= Beginning of Section =

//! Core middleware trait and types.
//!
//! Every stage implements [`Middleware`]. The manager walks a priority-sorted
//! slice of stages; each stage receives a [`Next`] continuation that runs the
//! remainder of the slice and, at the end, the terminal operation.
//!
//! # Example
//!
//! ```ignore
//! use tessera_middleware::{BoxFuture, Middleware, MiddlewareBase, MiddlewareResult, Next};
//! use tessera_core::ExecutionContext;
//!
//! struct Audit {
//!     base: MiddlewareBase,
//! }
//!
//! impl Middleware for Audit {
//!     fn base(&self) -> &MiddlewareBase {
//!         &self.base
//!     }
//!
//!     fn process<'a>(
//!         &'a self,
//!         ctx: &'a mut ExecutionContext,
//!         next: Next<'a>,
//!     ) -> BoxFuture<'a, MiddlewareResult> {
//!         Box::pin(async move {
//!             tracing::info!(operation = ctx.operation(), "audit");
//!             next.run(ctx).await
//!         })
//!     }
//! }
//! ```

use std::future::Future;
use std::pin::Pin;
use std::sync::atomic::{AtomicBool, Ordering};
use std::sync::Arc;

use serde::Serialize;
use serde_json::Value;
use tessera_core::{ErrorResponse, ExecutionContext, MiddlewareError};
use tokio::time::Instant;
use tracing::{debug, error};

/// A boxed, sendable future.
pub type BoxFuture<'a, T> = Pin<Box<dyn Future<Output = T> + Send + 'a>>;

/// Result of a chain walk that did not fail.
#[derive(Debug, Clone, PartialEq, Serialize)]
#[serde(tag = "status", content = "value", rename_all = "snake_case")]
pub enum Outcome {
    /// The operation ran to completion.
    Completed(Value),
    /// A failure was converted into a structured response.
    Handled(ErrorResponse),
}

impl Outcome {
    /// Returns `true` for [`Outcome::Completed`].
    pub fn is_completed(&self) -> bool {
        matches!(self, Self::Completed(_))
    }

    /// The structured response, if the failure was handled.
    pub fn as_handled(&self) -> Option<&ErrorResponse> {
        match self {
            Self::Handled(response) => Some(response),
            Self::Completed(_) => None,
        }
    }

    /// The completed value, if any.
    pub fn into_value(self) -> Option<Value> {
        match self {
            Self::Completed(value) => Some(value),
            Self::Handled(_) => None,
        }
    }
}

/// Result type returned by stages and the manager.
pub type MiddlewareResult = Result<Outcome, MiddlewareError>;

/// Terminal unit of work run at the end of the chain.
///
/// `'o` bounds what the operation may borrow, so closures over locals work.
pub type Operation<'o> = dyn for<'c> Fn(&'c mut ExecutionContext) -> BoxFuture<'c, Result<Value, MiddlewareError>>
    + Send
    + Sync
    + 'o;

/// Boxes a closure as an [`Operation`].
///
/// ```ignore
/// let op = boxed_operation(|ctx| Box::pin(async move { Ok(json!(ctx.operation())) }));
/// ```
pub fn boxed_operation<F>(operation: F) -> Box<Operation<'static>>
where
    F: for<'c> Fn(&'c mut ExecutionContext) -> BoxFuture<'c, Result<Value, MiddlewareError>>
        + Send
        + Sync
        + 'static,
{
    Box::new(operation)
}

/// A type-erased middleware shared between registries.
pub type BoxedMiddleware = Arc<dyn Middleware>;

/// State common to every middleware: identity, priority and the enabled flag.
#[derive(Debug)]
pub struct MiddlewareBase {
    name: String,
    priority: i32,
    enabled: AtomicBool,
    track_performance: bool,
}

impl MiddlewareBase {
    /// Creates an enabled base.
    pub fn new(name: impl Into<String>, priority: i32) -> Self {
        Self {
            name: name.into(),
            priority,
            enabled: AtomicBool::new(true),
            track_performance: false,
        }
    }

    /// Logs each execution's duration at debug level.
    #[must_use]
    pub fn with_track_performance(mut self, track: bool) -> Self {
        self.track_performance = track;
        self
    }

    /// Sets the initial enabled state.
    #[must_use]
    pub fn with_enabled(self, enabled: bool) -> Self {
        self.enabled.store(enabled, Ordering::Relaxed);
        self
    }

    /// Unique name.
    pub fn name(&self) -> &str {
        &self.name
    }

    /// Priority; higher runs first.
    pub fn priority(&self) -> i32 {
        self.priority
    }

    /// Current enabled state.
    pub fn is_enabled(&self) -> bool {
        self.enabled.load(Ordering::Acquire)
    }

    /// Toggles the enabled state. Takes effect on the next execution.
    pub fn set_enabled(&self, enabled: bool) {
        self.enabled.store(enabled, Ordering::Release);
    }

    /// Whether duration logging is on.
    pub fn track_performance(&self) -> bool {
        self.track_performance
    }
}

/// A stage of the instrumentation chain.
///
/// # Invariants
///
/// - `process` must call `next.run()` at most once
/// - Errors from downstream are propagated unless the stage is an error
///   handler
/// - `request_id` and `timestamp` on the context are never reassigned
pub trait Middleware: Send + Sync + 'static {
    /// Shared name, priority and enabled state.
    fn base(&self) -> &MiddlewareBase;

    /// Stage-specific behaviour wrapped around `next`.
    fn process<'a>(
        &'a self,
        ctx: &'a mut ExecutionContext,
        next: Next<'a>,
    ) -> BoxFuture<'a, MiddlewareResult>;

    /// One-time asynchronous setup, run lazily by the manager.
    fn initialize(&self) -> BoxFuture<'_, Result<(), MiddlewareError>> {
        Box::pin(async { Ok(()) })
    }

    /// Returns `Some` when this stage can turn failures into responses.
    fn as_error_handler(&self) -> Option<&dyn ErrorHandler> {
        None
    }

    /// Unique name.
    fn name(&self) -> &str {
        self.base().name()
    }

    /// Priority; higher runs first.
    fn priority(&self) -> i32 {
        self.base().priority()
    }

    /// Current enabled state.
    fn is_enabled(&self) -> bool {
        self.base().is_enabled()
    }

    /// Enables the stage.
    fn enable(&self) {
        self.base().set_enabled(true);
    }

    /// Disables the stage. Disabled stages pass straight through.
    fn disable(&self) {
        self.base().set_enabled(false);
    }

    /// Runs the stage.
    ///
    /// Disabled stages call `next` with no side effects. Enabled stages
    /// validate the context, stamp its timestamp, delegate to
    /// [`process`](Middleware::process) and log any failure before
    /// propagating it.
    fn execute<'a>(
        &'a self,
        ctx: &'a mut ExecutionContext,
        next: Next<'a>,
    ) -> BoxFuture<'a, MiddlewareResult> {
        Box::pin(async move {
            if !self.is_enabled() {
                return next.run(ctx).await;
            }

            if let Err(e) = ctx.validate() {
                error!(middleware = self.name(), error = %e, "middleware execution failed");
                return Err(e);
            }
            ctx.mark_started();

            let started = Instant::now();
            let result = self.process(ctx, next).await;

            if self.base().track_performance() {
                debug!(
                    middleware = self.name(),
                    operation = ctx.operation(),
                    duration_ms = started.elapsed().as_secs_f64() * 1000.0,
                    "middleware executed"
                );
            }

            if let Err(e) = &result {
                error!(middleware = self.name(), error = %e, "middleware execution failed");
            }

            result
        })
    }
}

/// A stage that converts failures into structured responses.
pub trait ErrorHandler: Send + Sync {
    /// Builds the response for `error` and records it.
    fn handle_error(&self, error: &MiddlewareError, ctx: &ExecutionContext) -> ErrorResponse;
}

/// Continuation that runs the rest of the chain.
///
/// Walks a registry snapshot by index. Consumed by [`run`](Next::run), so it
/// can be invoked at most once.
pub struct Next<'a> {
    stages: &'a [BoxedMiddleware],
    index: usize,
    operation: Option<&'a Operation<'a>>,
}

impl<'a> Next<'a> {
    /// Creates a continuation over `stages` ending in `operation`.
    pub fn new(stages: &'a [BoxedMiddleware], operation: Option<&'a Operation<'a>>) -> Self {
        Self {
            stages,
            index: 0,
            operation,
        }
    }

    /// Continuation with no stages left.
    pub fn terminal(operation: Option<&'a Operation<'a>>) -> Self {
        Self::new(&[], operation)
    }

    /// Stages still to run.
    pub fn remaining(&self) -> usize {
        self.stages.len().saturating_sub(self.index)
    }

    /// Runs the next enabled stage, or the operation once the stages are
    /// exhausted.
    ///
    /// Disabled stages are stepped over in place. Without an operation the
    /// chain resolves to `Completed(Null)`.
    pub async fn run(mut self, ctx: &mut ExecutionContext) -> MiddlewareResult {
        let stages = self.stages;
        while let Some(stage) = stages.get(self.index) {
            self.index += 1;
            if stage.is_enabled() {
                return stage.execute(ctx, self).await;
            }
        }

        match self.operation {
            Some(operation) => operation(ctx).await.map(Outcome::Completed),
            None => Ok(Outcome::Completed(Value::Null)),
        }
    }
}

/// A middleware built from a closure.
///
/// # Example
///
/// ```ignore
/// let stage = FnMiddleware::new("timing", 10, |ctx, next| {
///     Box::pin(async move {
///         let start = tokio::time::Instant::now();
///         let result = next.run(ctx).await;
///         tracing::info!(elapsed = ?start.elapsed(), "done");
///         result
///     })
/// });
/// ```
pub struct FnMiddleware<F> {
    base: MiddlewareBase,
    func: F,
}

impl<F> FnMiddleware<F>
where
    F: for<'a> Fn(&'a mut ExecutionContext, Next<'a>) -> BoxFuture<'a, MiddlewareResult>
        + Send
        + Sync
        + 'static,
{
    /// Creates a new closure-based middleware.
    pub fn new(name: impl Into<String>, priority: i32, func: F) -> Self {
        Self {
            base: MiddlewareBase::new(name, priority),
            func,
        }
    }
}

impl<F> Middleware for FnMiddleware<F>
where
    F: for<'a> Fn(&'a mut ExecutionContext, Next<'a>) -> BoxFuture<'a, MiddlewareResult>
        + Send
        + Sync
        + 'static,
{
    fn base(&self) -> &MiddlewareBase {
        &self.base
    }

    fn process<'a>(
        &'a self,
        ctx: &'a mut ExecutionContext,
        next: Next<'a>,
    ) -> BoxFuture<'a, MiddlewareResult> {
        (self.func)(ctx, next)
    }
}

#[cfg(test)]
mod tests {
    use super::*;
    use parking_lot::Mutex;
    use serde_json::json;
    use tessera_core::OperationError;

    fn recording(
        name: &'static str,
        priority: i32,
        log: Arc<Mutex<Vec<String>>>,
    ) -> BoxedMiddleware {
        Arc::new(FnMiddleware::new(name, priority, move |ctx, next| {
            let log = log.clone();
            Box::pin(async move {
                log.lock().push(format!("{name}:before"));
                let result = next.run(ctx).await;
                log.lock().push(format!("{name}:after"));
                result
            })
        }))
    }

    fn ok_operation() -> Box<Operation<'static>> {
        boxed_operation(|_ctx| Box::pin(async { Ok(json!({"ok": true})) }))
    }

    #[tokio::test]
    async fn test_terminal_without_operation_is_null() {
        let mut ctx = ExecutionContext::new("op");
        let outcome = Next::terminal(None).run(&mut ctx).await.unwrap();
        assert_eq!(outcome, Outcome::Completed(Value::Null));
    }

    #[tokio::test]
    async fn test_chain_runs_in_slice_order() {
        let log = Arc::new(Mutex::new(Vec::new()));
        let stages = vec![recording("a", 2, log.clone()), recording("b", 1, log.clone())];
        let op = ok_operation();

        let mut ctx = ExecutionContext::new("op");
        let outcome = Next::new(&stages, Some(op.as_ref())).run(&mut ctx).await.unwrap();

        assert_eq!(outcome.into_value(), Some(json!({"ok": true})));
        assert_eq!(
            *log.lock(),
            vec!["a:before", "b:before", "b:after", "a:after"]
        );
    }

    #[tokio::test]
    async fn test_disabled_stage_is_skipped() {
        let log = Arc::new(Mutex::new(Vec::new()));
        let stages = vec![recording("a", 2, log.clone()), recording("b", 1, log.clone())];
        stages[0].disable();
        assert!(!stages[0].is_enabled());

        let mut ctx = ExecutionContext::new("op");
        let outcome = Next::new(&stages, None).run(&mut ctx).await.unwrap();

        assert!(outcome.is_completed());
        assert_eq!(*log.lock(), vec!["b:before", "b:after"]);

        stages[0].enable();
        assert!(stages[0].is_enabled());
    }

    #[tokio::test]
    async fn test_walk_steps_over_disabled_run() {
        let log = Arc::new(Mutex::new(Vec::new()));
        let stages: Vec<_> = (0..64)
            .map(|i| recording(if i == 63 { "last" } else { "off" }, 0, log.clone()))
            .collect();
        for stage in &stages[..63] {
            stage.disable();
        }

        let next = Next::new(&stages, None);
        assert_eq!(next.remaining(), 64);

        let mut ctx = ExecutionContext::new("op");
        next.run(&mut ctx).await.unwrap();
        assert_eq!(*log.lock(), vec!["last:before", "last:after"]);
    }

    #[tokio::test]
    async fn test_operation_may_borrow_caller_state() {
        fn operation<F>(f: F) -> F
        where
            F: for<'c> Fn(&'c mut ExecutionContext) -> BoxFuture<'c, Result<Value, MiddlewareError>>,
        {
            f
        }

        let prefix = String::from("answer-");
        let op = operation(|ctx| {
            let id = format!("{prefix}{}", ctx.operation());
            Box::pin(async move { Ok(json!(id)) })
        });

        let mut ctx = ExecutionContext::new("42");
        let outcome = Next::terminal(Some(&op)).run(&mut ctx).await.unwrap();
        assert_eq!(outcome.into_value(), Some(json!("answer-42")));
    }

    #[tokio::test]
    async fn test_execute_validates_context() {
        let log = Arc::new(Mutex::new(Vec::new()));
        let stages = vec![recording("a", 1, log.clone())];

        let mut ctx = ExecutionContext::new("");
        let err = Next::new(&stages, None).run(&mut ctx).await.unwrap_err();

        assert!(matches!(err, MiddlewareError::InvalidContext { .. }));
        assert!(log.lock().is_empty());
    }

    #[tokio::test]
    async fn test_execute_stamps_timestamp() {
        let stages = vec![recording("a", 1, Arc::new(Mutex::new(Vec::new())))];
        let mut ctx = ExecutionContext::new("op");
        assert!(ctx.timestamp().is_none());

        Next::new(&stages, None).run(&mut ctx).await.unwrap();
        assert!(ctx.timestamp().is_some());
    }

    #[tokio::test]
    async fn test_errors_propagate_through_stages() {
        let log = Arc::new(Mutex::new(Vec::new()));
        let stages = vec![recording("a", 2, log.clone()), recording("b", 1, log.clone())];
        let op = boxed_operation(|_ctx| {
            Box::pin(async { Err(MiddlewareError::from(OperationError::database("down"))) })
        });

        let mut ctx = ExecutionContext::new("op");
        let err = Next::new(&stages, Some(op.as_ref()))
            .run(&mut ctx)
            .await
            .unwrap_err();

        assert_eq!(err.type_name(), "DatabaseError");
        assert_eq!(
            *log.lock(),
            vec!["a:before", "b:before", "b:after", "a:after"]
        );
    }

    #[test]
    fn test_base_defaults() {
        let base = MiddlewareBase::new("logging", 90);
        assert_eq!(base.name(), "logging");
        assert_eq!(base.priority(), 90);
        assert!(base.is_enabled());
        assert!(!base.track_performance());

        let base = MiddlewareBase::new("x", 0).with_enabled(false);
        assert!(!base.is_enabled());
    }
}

= End of Section =

BRIEF
Each line in the data that holds the word "failures" must be copied.

SOLVED EXERCISE
    /// Returns `Some` when this stage can turn failures into responses.
/// A stage that converts failures into structured responses.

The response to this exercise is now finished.